Summer is for fruit pies! And summer has finally (finally!) come to Seattle. Luckily, farms, grocery stores, roadside stands, and farmer's markets are bursting with berries, peaches, plums, cherries, and fruits that I have never even heard of.
Several days ago, I drove out to Remlinger Farm, trudged out to the far corner of the raspberry field, and picked raspberries until it was too hot to continue. On the way home, I decided that these raspberries were destined to become pies.
A couple days later, while spending my lunch break wandering through a farmer's market, I spotted a fruit that I had never heard of before: apriums. Apparently, this is a cross between an apricot and a plum. Intrigued, I bought several. Apriums are not my favorite fruit. Although they tasted fresh and juicy, I generally agree with my husband's reaction to them, which was that he likes the individual components (apricots and plums) more than the combination.
One of the things I love about pies is how I can play around with what goes in the filling. I've never had raspberry and aprium pie before - in fact, I'm pretty sure very few people have, and I was curious to see how the combination would taste.
I decided to do a lattice-top on these mini pies, and to finish them off with some pretty pie crust flowers (see my previous post for how to make these).
I believe fruit pies should be simple. A perfect fruit pie would taste only of fruit (sweetened just slightly) and butter. The crust would be buttery, flaky, and would melt in your mouth. After finishing the slice, you would be compelled to lick any remaining fruit juices off your plate until it is clean.
While this pie did not achieve that level of perfection, it came close. Its main flavor was raspberry, but when I got a bite of aprium, I was treated to a surprising burst of light, sweet, almost peachy flavor. Apriums may not be the most awesome of fruits on their own, but they are excellent in pie. I gobbled down an entire mini pie as I watched the sun set over Queen Anne hill. Ah, I do love summer!
|Because summer is for fruit pies.|
Raspberry & Aprium Mini PiesMakes enough for two 5-inch mini pies. Double the recipe for a full-size pie.
Ingredients for Pie Crust
1 ¼ cups (6 ¼ oz) flour2 tbsp sugar
½ tsp salt
1 ¼ sticks cold unsalted butter
~½ cup ice water
Ingredients for Filling
8 oz raspberries
8 oz apriums, sliced - no need to peel
⅓ cup sugar (my raspberries were a little sour, lower this if yours are sweet)
1 tbsp cornstarch
- Preheat your oven to 350° F.
- Mix the flour, sugar, and salt together with a fork.
- Cube the butter and "cut" it into the flour mixture with a pastry cutter until there are no butter bits that are bigger than a pea. Make sure you don't go smaller than this, however, since you'll start to lose flakiness if the butter is too small.

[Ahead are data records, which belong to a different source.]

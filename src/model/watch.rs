//! Change watchers for model fields
//!
//! A watcher holds the last value it observed for one field and fires its
//! handler when a newly written value differs. Equality is structural
//! (values are owned trees), so "deep" mode exists for container fields:
//! it forces a fire even when the new container compares equal, at the
//! cost of possible false positives.

use crate::value::Value;

/// Handler invoked as `(previous, new)` when a watched field changes
pub type WatchHandler = Box<dyn FnMut(&Value, &Value)>;

/// Configuration for a watcher registration
pub struct WatchSpec {
    pub(crate) handler: WatchHandler,
    pub(crate) baseline: Option<Value>,
    pub(crate) deep: bool,
    pub(crate) immediate: bool,
}

impl WatchSpec {
    /// Watch with a bare handler and default options
    pub fn handler(handler: impl FnMut(&Value, &Value) + 'static) -> Self {
        Self {
            handler: Box::new(handler),
            baseline: None,
            deep: false,
            immediate: false,
        }
    }

    /// Override the captured baseline value
    pub fn baseline(mut self, value: Value) -> Self {
        self.baseline = Some(value);
        self
    }

    /// Fire on container values even when they compare equal
    pub fn deep(mut self, deep: bool) -> Self {
        self.deep = deep;
        self
    }

    /// Fire the handler once at registration with the initial baseline
    pub fn immediate(mut self, immediate: bool) -> Self {
        self.immediate = immediate;
        self
    }
}

/// A registered change watcher: the last-observed baseline, the equality
/// policy, and the handler to fire. Owned by its field slot.
pub(crate) struct ChangeWatcher {
    baseline: Value,
    deep: bool,
    handler: WatchHandler,
}

impl ChangeWatcher {
    pub(crate) fn new(baseline: Value, deep: bool, handler: WatchHandler) -> Self {
        Self {
            baseline,
            deep,
            handler,
        }
    }

    /// Registration-time fire: there is no previous observation yet, so
    /// the handler sees `(Null, baseline)`.
    pub(crate) fn fire_immediate(&mut self) {
        let baseline = self.baseline.clone();
        (self.handler)(&Value::Null, &baseline);
    }

    /// Observe a newly written value.
    ///
    /// An unchanged value does not fire, except for containers in deep
    /// mode. On fire the baseline is replaced before the handler returns
    /// control, so a panicking handler cannot desync it.
    pub(crate) fn emit(&mut self, new: &Value) {
        if *new == self.baseline && !(self.deep && new.is_container()) {
            return;
        }
        let previous = std::mem::replace(&mut self.baseline, new.clone());
        (self.handler)(&previous, &self.baseline);
    }
}
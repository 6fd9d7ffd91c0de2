// Remodel - Reactive Data Modeling Runtime

pub mod model;
pub mod value;

pub use model::{ComputedSpec, ModelError, ModelSchema, ReactiveModel, WatchSpec};
pub use value::Value;
//! Profile model demo
//!
//! Builds a small user-profile model, registers watchers and a computed
//! display name, and drives a few updates through the governed accessors.
//!
//! Run with:
//!   RUST_LOG=debug cargo run --example profile_demo

use anyhow::Result;
use remodel::{ComputedSpec, ModelSchema, ReactiveModel, Value, WatchSpec};
use std::collections::BTreeMap;

fn main() -> Result<()> {
    env_logger::init();

    let schema = ModelSchema::new()
        .field("count", Value::int(0))
        .field(
            "profile",
            Value::map([
                ("first", Value::string("Ada")),
                ("last", Value::string("Lovelace")),
                ("age", Value::int(36)),
            ]),
        )
        .immutable("kind", Value::string("user"));

    let mut data = BTreeMap::new();
    data.insert(
        "profile".to_string(),
        Value::map([("age", Value::int(28))]),
    );
    let mut model = ReactiveModel::new(schema, data);
    println!("model {} created at {}", model.id(), model.created_at());

    model.watch("count", |previous, new| {
        println!("count changed: {:?} -> {:?}", previous, new);
    });
    model.watch_with(
        "profile",
        WatchSpec::handler(|_, new| println!("profile now: {:?}", new))
            .deep(true)
            .immediate(true),
    );

    model.computed_with(
        "display_name",
        ComputedSpec::getter(|m| {
            let first = m
                .get_path("profile.first")
                .and_then(|v| v.as_str().map(str::to_string))
                .unwrap_or_default();
            let last = m
                .get_path("profile.last")
                .and_then(|v| v.as_str().map(str::to_string))
                .unwrap_or_default();
            Value::string(format!("{} {}", first, last))
        }),
    );

    model
        .set_value("count", Value::int(1))
        .set_value("count", Value::int(1)) // unchanged, watcher stays quiet
        .set_value("count", Value::int(2));

    // Nested write through the path accessor
    model.set_path("profile.age", Value::int(29));
    println!("age: {:?}", model.get_path("profile.age"));
    println!("display name: {:?}", model.get("display_name"));

    // Rejected writes degrade to warnings and leave state unchanged
    model
        .set_value("kind", Value::string("admin"))
        .set_value("unknown_field", Value::int(9));
    println!("kind is still: {:?}", model.get("kind"));

    println!("snapshot: {}", model.to_json()?);
    Ok(())
}
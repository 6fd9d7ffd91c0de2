//! Schema definitions for reactive models
//!
//! A schema declares the addressable fields of a model type: mutable
//! fields with default values and immutable fields with constant values.
//! The union of both key sets is the instance's field set; nothing
//! outside it can be read or written.

use crate::value::Value;
use serde::{Deserialize, Serialize};
use std::collections::BTreeMap;

/// Declarative field schema for a model type
#[derive(Clone, Debug, Default, PartialEq, Serialize, Deserialize)]
pub struct ModelSchema {
    /// Mutable field name -> default value
    fields: BTreeMap<String, Value>,

    /// Immutable field name -> constant value; fixed for every instance
    immutable_fields: BTreeMap<String, Value>,
}

impl ModelSchema {
    pub fn new() -> Self {
        Self::default()
    }

    /// Declare a mutable field with a default value
    pub fn field(mut self, name: impl Into<String>, default: Value) -> Self {
        self.fields.insert(name.into(), default);
        self
    }

    /// Declare an immutable field with a constant value
    pub fn immutable(mut self, name: impl Into<String>, constant: Value) -> Self {
        self.immutable_fields.insert(name.into(), constant);
        self
    }

    /// Check whether a name is in the union schema
    pub fn contains(&self, name: &str) -> bool {
        self.immutable_fields.contains_key(name) || self.fields.contains_key(name)
    }

    pub fn is_immutable(&self, name: &str) -> bool {
        self.immutable_fields.contains_key(name)
    }

    /// Writable means declared mutable and not overridden as immutable
    pub fn is_mutable(&self, name: &str) -> bool {
        self.fields.contains_key(name) && !self.immutable_fields.contains_key(name)
    }

    /// Default (or constant) value for a union-schema name; immutable
    /// entries win on key collision
    pub fn default_of(&self, name: &str) -> Option<&Value> {
        self.immutable_fields
            .get(name)
            .or_else(|| self.fields.get(name))
    }

    /// Iterate every union-schema name exactly once
    pub fn union_keys(&self) -> impl Iterator<Item = &str> {
        self.immutable_fields
            .keys()
            .chain(
                self.fields
                    .keys()
                    .filter(|k| !self.immutable_fields.contains_key(*k)),
            )
            .map(String::as_str)
    }

    /// Compose two schemas by value-level union; `other` wins on key
    /// collision. Produces a new schema consumed by the same model
    /// constructor; there is no runtime inheritance.
    pub fn extend(&self, other: &ModelSchema) -> ModelSchema {
        let mut combined = self.clone();
        for (name, default) in &other.fields {
            combined.fields.insert(name.clone(), default.clone());
        }
        for (name, constant) in &other.immutable_fields {
            combined
                .immutable_fields
                .insert(name.clone(), constant.clone());
        }
        combined
    }
}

- Add the ice water, a tablespoon or two at a time and use a fork to wet the flour/butter mixture.
- Keep adding until the dough just starts to hold together. You don't want the dough too wet, and you don't want to mix in the water too much. I find it useful to just use my hands to mix at this point.
- Cover the dough with plastic wrap, and refrigerate for a couple hours at least (overnight is best).
- Toss the raspberries and apriums with the sugar and cornstarch. Set aside.
- Divide your pie dough in two. Roll out the first half on a floured surface. Using a bowl or some other round thing, cut out two circles from the rolled dough. Gently place a circle into each of the mini pie pans (I use these 5-inch pans).
- Fill each pie with equal amounts of the fruit filling.
- Roll out the second half of the dough. Cut equal strips approximately ½ inch thick. Lay the strips across the top of the filling in a "woven" pattern.
- Pinch the edges and flute or press with a fork.
- Brush egg yolk onto the top pie dough (this gives it a nice golden color) and sprinkle with sugar.
- Bake for 25-35 minutes, or until the crust is golden and the filling is bubbly. Let cool for at least two hours (more is better) before eating.